#  > > >  >  > Форум >  > > >  >  > Буддийские форумы >  > > >  >  > Тибетский буддизм >  > > >  >  > Сакья >  > > >  >  >  Совместные практики в Москве

## Svarog

Здравствуйте!
На следующей неделе в Москве (в четверг или пятницу в 19.00) планируется встреча относительно проведения совместных практик Ваджракилаи, посвящение на которые дал Драгоценный Ратна Ваджра Ринпоче.
Если Вы планируете посещать совместные практики, напишите, пожалуйста (kalden@inbox.ru).
Место встречи будет уточнено позднее, исходя из количества желающих.

----------

Маша_ла (01.04.2012)

----------


## Svarog

Встреча прошла замечательно!

*12-го апреля в 19.00* состоится совместная практика Ваджракилаи, передачу на которую даровал Ратна Ваджра Ринпоче.
Место проведения: Московский центр "Шри Сингха".

----------

Оскольд (10.04.2012)

----------


## Svarog

*Первая совместная практика садханы Ваджракилаи состоялась!*  :Kiss: 
Большое спасибо ваджрным сёстрам и братьям, а также гостеприимному центру "Шри Сингха".  :Smilie: 

*Следующая практика состоится в четверг 19 апреля в 19.00. Место проведения - Центр "Шри Сингха".*

----------

Же Ка (13.04.2012)

----------


## Svarog

Завтра, 26 апреля в 19.00 состоится очередная совместная практика Ваджракилаи традиции Сакья.

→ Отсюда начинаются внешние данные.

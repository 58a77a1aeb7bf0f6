//! SyncCoordinator - submits the pending queue and reconciles the answer.
//!
//! One `sync()` call is one attempt:
//!
//! ```text
//! Idle -> Submitting -> { Success | PartialSuccess | Failure | NoNetwork } -> Idle
//! ```
//!
//! 1. Unreachable endpoint: `NoNetwork`, the queue is not read.
//! 2. Empty queue: `Success`.
//! 3. The whole queue goes out in one request with the caller's identity.
//! 4. Transport or parse failure: `Failure`, the queue is not written.
//! 5. Accepted items get their canonical fields written back (queue and
//!    current inspection).
//! 6. The purge policy runs whether or not the server reported item errors.
//!
//! Calls are serialized by an async mutex. Reconciliation re-reads the queue
//! and the open inspection under the repository's write lock, so edits made
//! while the batch was in flight are neither lost nor purged.
//!
//! No retry loop lives here; see `SyncScheduler`.

use std::collections::HashSet;
use std::sync::Arc;

use tokio::sync::Mutex;
use tracing::Instrument;

use crate::domain::foundation::{DomainError, InspectionId};
use crate::domain::inspection::Inspection;
use crate::domain::sync::{
    AcceptedInspection, BatchPayload, BatchResponse, ItemError, PendingControls, PurgePolicy,
    SyncFailure, SyncResult,
};
use crate::ports::{BatchTransport, Clock, Connectivity, IdentityProvider, PendingQueueRepository};

pub struct SyncCoordinator {
    queue: Arc<dyn PendingQueueRepository>,
    transport: Arc<dyn BatchTransport>,
    connectivity: Arc<dyn Connectivity>,
    identity: Arc<dyn IdentityProvider>,
    clock: Arc<dyn Clock>,
    in_flight: Mutex<()>,
}

impl SyncCoordinator {
    pub fn new(
        queue: Arc<dyn PendingQueueRepository>,
        transport: Arc<dyn BatchTransport>,
        connectivity: Arc<dyn Connectivity>,
        identity: Arc<dyn IdentityProvider>,
        clock: Arc<dyn Clock>,
    ) -> Self {
        Self {
            queue,
            transport,
            connectivity,
            identity,
            clock,
            in_flight: Mutex::new(()),
        }
    }

    /// Runs one sync attempt. Never fails: every problem is folded into the
    /// returned `SyncResult`.
    pub async fn sync(&self) -> SyncResult {
        let _guard = self.in_flight.lock().await;

        let span = tracing::info_span!("sync", pending = tracing::field::Empty);
        let result = self.attempt().instrument(span).await;
        tracing::info!(%result, "Sync finished");
        result
    }

    async fn attempt(&self) -> SyncResult {
        if !self.connectivity.is_reachable().await {
            tracing::info!("Endpoint unreachable, skipping sync");
            return SyncResult::NoNetwork;
        }

        let submitted = match self.queue.load_all().await {
            Ok(queue) => queue,
            Err(e) => return storage_failure(e),
        };
        tracing::Span::current().record("pending", submitted.len());

        if submitted.is_empty() {
            tracing::debug!("Pending queue is empty");
            return SyncResult::Success;
        }

        let identity = match self.identity.current_identity().await {
            Ok(Some(identity)) => identity,
            Ok(None) => return SyncResult::Failure(SyncFailure::Unauthenticated),
            Err(e) => return storage_failure(e),
        };

        let payload = match BatchPayload::new(&identity.user_id, submitted.values(), self.clock.now()).to_bytes() {
            Ok(bytes) => bytes,
            Err(e) => return storage_failure(e),
        };
        tracing::debug!(bytes = payload.len(), controls = submitted.len(), "Submitting batch");

        let raw = match self.transport.submit_batch(&payload, &identity).await {
            Ok(raw) => raw,
            Err(e) => {
                tracing::warn!(error = %e, "Batch submission failed");
                return SyncResult::Failure(SyncFailure::Transport(e.to_string()));
            }
        };

        match BatchResponse::parse(&raw) {
            Ok(BatchResponse::Accepted { saved, errors }) => {
                match self.reconcile(submitted, saved, errors).await {
                    Ok(result) => result,
                    Err(e) => storage_failure(e),
                }
            }
            Ok(BatchResponse::Rejected { code, message }) => {
                tracing::warn!(%code, %message, "Server rejected batch");
                SyncResult::Failure(SyncFailure::Rejected { code, message })
            }
            Err(e) => {
                tracing::warn!(error = %e, "Unreadable server response");
                SyncResult::Failure(SyncFailure::InvalidResponse(e.to_string()))
            }
        }
    }

    async fn reconcile(
        &self,
        submitted: PendingControls,
        saved: Vec<AcceptedInspection>,
        errors: Vec<ItemError>,
    ) -> Result<SyncResult, DomainError> {
        for error in &errors {
            tracing::warn!(inspection = %error.id, message = %error.message, "Server refused inspection");
        }

        let policy = PurgePolicy::new(self.clock.today());
        let mut purged: Vec<InspectionId> = Vec::new();
        let mut pinned: Vec<InspectionId> = Vec::new();

        self.queue
            .update_all(Box::new(|queue: &mut PendingControls| {
                // Anything that differs from what was sent changed locally
                // while the batch was in flight.
                let changed: HashSet<InspectionId> = queue
                    .iter()
                    .filter(|(id, current)| submitted.get(*id) != Some(*current))
                    .map(|(id, _)| id.clone())
                    .collect();

                for accepted in &saved {
                    match queue.get_mut(&accepted.id) {
                        Some(inspection) => accepted.apply_to(inspection),
                        None => tracing::debug!(inspection = %accepted.id, "Accepted id no longer queued"),
                    }
                }

                purged.extend(policy.apply(queue, &changed));
                pinned.extend(changed);
            }))
            .await?;

        let accepted_items = &saved;
        self.queue
            .update_current(Box::new(move |current: &mut Inspection| {
                match accepted_items.iter().find(|a| &a.id == current.id()) {
                    Some(accepted) => {
                        accepted.apply_to(current);
                        true
                    }
                    None => false,
                }
            }))
            .await?;

        tracing::info!(
            accepted = saved.len(),
            refused = errors.len(),
            purged = purged.len(),
            pinned = pinned.len(),
            "Batch reconciled"
        );

        if errors.is_empty() {
            Ok(SyncResult::Success)
        } else {
            Ok(SyncResult::PartialSuccess(errors))
        }
    }
}

fn storage_failure(error: DomainError) -> SyncResult {
    tracing::error!(error = %error, "Local storage failed during sync");
    SyncResult::Failure(SyncFailure::Storage(error.to_string()))
}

Место проведения: Московский центр "Шри Сингха". 

Также будут обсуждаться вопросы по садхане.
Приглашаются все получившие ванг Ваджракилаи от Драгоценного Ратна Ваджра Ринпоче.
Следующая практика планируется на 10-е мая.

----------

Маша_ла (26.04.2012)

----------


## Svarog

Совместная практика садханы Ваджракилаи состоится в понедельник 14 мая в 19.00. Место проведения – Московский центр “Шри Сингха”.

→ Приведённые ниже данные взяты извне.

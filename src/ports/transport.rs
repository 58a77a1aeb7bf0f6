//! Batch Transport Port - sends the serialized queue to the remote endpoint.
//!
//! Timeouts and the small fixed retry count live in the implementation, not
//! in the caller. Re-sending an already accepted inspection is harmless on the
//! server side.

use async_trait::async_trait;
use secrecy::{ExposeSecret, Secret};

use crate::domain::foundation::DomainError;

/// Authenticated identity attached to a batch.
#[derive(Debug, Clone)]
pub struct Identity {
    pub user_id: String,
    token: Secret<String>,
}

impl Identity {
    pub fn new(user_id: impl Into<String>, token: impl Into<String>) -> Self {
        Self {
            user_id: user_id.into(),
            token: Secret::new(token.into()),
        }
    }

    /// Exposes the token (for building request headers).
    pub fn token(&self) -> &str {
        self.token.expose_secret()
    }
}

/// Errors raised by a transport.
#[derive(Debug, Clone, PartialEq, Eq, thiserror::Error)]
pub enum TransportError {
    #[error("Request timed out after {timeout_secs}s")]
    Timeout { timeout_secs: u64 },

    #[error("Connection failed: {0}")]
    Connect(String),

    #[error("Endpoint returned HTTP {status}")]
    Status { status: u16 },

    #[error("Network error: {0}")]
    Network(String),
}

impl TransportError {
    /// Whether another attempt may succeed.
    pub fn is_transient(&self) -> bool {
        matches!(self, TransportError::Timeout { .. } | TransportError::Connect(_))
    }
}

impl From<TransportError> for DomainError {
    fn from(err: TransportError) -> Self {
        DomainError::NetworkError(err.to_string())
    }
}

/// Port for submitting a batch in one request.
#[async_trait]
pub trait BatchTransport: Send + Sync {
    /// Submit `payload` on behalf of `identity` and return the raw body.
    async fn submit_batch(&self, payload: &[u8], identity: &Identity) -> Result<String, TransportError>;
}

/// Port for resolving who is submitting.
///
/// Credential storage itself lives outside this crate.
#[async_trait]
pub trait IdentityProvider: Send + Sync {
    /// The current authenticated identity, or `None` when logged out.
    async fn current_identity(&self) -> Result<Option<Identity>, DomainError>;
}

В субботу 19-го мая в 18.00 в центре “Шри Сингха” состоится ритуал подношения Защитникам Дхармы. Участовать могут те, кто получил посвящение Ваджракилаи.

----------

Маша_ла (15.05.2012)

----------


## Svarog

Следующая совместная практика садханы Ваджракилаи состоится в *пятницу* 25 мая в 19.00. Место проведения – Московский центр “Шри Сингха”.

----------


## Svarog

Друзья! 
В четверг 19-го июля в 19.00 проводим совместную практику садханы Ваджаркилаи.
Место проведения - московский Центр Шри Сингха.

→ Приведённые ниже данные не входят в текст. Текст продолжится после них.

//! Inspection Sync Agent - runs background sync rounds for the local queue.
//!
//! Usage:
//!   inspection-sync-agent
//!
//! Environment variables (a `.env` file is read if present):
//!   INSPECTION_SYNC__SYNC__ENDPOINT_URL - Batch endpoint (required)
//!   INSPECTION_SYNC__AUTH__USER_ID - Inspector account id (required)
//!   INSPECTION_SYNC__AUTH__API_TOKEN - Bearer token (required)
//!   INSPECTION_SYNC__STORAGE__DATA_DIR - Queue directory (default: ./data)
//!   INSPECTION_SYNC__SYNC__POLL_INTERVAL_SECS - Seconds between rounds (default: 60)
//!   INSPECTION_SYNC__AGENT__LOG_FORMAT - pretty | json (default: pretty)

use std::sync::Arc;

use inspection_sync::adapters::{
    FileKeyValueStore, HttpBatchTransport, HttpConnectivityProbe, HttpTransportConfig,
    StaticIdentityProvider, StoredPendingQueue, SyncScheduler, SyncSchedulerConfig, SystemClock,
};
use inspection_sync::application::SyncCoordinator;
use inspection_sync::config::{AgentConfig, AppConfig, LogFormat};
use tokio::sync::watch;
use tracing::{error, info};
use tracing_subscriber::{layer::SubscriberExt, util::SubscriberInitExt, EnvFilter};

#[tokio::main]
async fn main() {
    let config = match AppConfig::load() {
        Ok(config) => config,
        Err(e) => {
            init_tracing(&AgentConfig::default());
            error!("Failed to load configuration: {}", e);
            std::process::exit(1);
        }
    };
    init_tracing(&config.agent);

    if let Err(e) = config.validate() {
        error!("Invalid configuration: {}", e);
        std::process::exit(1);
    }

    let scheduler = match build_scheduler(&config) {
        Ok(scheduler) => Arc::new(scheduler),
        Err(e) => {
            error!("Failed to start agent: {}", e);
            std::process::exit(1);
        }
    };

    info!(
        endpoint = %config.sync.endpoint_url,
        data_dir = %config.storage.data_dir.display(),
        environment = ?config.agent.environment,
        "Starting inspection sync agent"
    );

    let (shutdown_tx, shutdown_rx) = watch::channel(false);
    let running = scheduler.clone();
    let scheduler_handle = tokio::spawn(async move { running.run(shutdown_rx).await });

    // Wait for shutdown signal
    if let Err(e) = tokio::signal::ctrl_c().await {
        error!("Failed to listen for shutdown signal: {}", e);
    }
    info!("Received shutdown signal");

    let _ = shutdown_tx.send(true);
    if let Err(e) = scheduler_handle.await {
        error!("Scheduler task error: {}", e);
    }

    info!("Agent stopped");
}

fn init_tracing(agent: &AgentConfig) {
    let filter = EnvFilter::try_from_default_env().unwrap_or_else(|_| EnvFilter::new(&agent.log_level));
    let registry = tracing_subscriber::registry().with(filter);

    match agent.log_format {
        LogFormat::Json => registry.with(tracing_subscriber::fmt::layer().json()).init(),
        LogFormat::Pretty => registry.with(tracing_subscriber::fmt::layer()).init(),
    }
}

fn build_scheduler(config: &AppConfig) -> Result<SyncScheduler, Box<dyn std::error::Error>> {
    let store = Arc::new(FileKeyValueStore::new(&config.storage.data_dir));
    let queue = Arc::new(StoredPendingQueue::new(store));

    let transport = HttpBatchTransport::new(
        HttpTransportConfig::new(&config.sync.endpoint_url)
            .with_connect_timeout(config.sync.connect_timeout())
            .with_read_timeout(config.sync.read_timeout())
            .with_max_retries(config.sync.max_retries),
    )?;
    let probe = HttpConnectivityProbe::new(config.sync.connectivity_url(), config.sync.connect_timeout())?;

    let coordinator = SyncCoordinator::new(
        queue,
        Arc::new(transport),
        Arc::new(probe),
        Arc::new(StaticIdentityProvider::new(config.auth.identity())),
        Arc::new(SystemClock),
    );

    let scheduler_config = SyncSchedulerConfig::default().with_poll_interval(config.sync.poll_interval());
    Ok(SyncScheduler::with_config(Arc::new(coordinator), scheduler_config))
}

А 18-го июля в том же Центре состоится ритуал подношения Защитникам. Участвовать могут все имеющие Посвящение Ваджракилаи. Делать подношения Защитникам Учения очень полезно для устранения препятствий на Пути.

Такжы мы собираемся начать проводить практики еще и по утрам в буддийском зале центра Открытый мир у м. Тульская.
Так что те, кто не успевают на вечернюю практику после работы могут компенсировать утренними практиками, а те кто успевает и туда и туда - усилить свою практику  :Smilie: 

Напишите свое мнение (kalden@inbox.ru) -  интересен ли вам вариант с утренними практиками и если да, то в какой день лучше? 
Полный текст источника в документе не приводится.